The inscription on this mural by the graffiti artist Basik, located a few blocks from our apartment says, "She devours her own and feeds the foreigner."
 
The inscription is a take-off on the inscription found on the base of a marble statue called Il Genio di Palermo (the Genius of Palermo) located inside the Palazzo di Praetoria (city hall).  
A genio is a genius loci, a deity that protects a specific place.  It typically takes the form of an animal-turned-human.  This pagan god, along with Santa Rosalia, a Christian saint, protects the city and takes the form of an old man wearing a crown sitting in a golden bowl (the Genio's gift to the city) with a serpent wrapped around his body, biting into his breast.  
The Latin inscription on the statue reads:  Panormus Conca Aurea Suos Devorat Alienos Nutrit.  This translates roughly as “Palermo devours her own agricultural bounty to feed others.”  At one time, the entire expanse of Palermo from the sea to the semicircular surrounding mountains was covered in citrus groves.  Many of them remain.

Il Genio may have Carthaginian antecedents but certainly has Roman ones.  One hypothesis is that the Genio derives from Saturn, the Roman divinity who is a symbol of abundance and a protector of agriculture.  Saturn is often represented in the act of devouring his young.  The serpent is associated with land and rebirth.  Reading this iconography and the inscription together, we have the figure of the snake of renewal feeding on an old man wearing a crown, a symbol of power, who is himself a symbol of abundance and annihilation.  In sum, the Genio refers to the continual cycle of creation and destruction, waxing and waning, death and rebirth.  With respect to Palermo itself, the Genio refers to the historical cycle of invasion and renewal of the multi-ethnic city by people coming from different cultures, both as conquerors and as welcome guests. 
However, the meaning of the inscription on the mural seems to me to be more ambiguous.  Its iconography is quite different from that of the Genio.  Here we have a pair of hands silhouetted against a flat black background that offer to an unseen recipient a golden bowl in which sit a crowned skull, crossed arrows, calipers (which measure the distance between opposite sides), and an olive branch in flames.   

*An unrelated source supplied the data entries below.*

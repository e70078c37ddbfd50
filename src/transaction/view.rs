//! HTML rendering for the list of transactions on the dashboard.

use maud::{Markup, html};
use time::UtcOffset;
use unicode_segmentation::UnicodeSegmentation;

use crate::{
    endpoints::{self, format_endpoint},
    html::{BUTTON_DELETE_STYLE, LIST_ROW_STYLE, format_currency},
    transaction::Transaction,
};

/// The max number of graphemes to display in a row before truncating and
/// displaying ellipses.
const MAX_LABEL_GRAPHEMES: usize = 32;

fn amount_class(amount: f64) -> &'static str {
    if amount < 0.0 {
        "text-red-600 dark:text-red-400 font-bold"
    } else {
        "text-green-600 dark:text-green-400 font-bold"
    }
}

/// Render `transactions` as a list with a delete button on each row.
///
/// Dates are shown in the timezone `local_offset`.
pub(crate) fn transaction_list_view(
    transactions: &[Transaction],
    local_offset: UtcOffset,
) -> Markup {
    html! {
        section id="transactions" class="w-full space-y-4"
        {
            h2 class="text-xl font-bold" { "Transactions" }

            @if transactions.is_empty() {
                p class="text-gray-500 dark:text-gray-400" data-empty-state
                {
                    "No transactions yet. Add one above or ask the assistant."
                }
            } @else {
                ul class="space-y-4"
                {
                    @for transaction in transactions {
                        (transaction_row_view(transaction, local_offset))
                    }
                }
            }
        }
    }
}

fn transaction_row_view(transaction: &Transaction, local_offset: UtcOffset) -> Markup {
    let (label, tooltip) = format_label(&transaction.label);
    let local_date = transaction.date.to_offset(local_offset).date();
    let delete_url = format_endpoint(endpoints::TRANSACTION, transaction.id);
    let confirm_message = format!(
        "Are you sure you want to delete the transaction '{}'? This cannot be undone.",
        transaction.label
    );

    html! {
        li class=(LIST_ROW_STYLE) data-transaction-row
        {
            div
            {
                div class="font-medium" title=[tooltip] { (label) }
                time class="text-sm text-gray-500 dark:text-gray-400" datetime=(local_date)
                {
                    (local_date)
                }
            }

            div class="flex items-center gap-4"
            {
                span class=(amount_class(transaction.amount)) data-amount
                {
                    (format_currency(transaction.amount))
                }

                button
                    type="button"
                    class=(BUTTON_DELETE_STYLE)
                    hx-delete=(delete_url)
                    hx-confirm=(confirm_message)
                    hx-target="#alert-container"
                    hx-target-error="#alert-container"
                {
                    "Delete"
                }
            }
        }
    }
}

fn format_label(label: &str) -> (String, Option<&str>) {
    let label_length = label.graphemes(true).count();

    if label_length <= MAX_LABEL_GRAPHEMES {
        (label.to_owned(), None)
    } else {
        let truncated: String = label
            .graphemes(true)
            .take(MAX_LABEL_GRAPHEMES - 3)
            .collect();
        (truncated + "...", Some(label))
    }
}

Is the message in opposition to that of the Genio, warning that foreigners are devouring Palermo?  Or is the message a warning to foreigners that Palermo will devour them?  Or is the message a warning that the city, should it turn its back on foreigners, will betray its pagan protector at its peril?  Perhaps the mural is giving all three conflicting messages to call into sharp relief just how fraught is Palermo’s relationship with its recent migrant flows.

It's complicated, as these data points and graffiti paste-ups I found around our neighborhood  illustrate.
The most southern point in Sicily is farther south than parts of the Tunisian coast.  Sicilians like to tell you they’re really African.

The distance between Tripoli and Lampedusa, the most southern island off the coast of Sicily, is 184 miles, less than the 228 miles between Havana and Miami.
The first patron saint of Palermo was San Benedetto il Moro (above), born near Messina in 1526 to African slaves.  He was replaced by Santa Rosalia when she delivered the city from the plague.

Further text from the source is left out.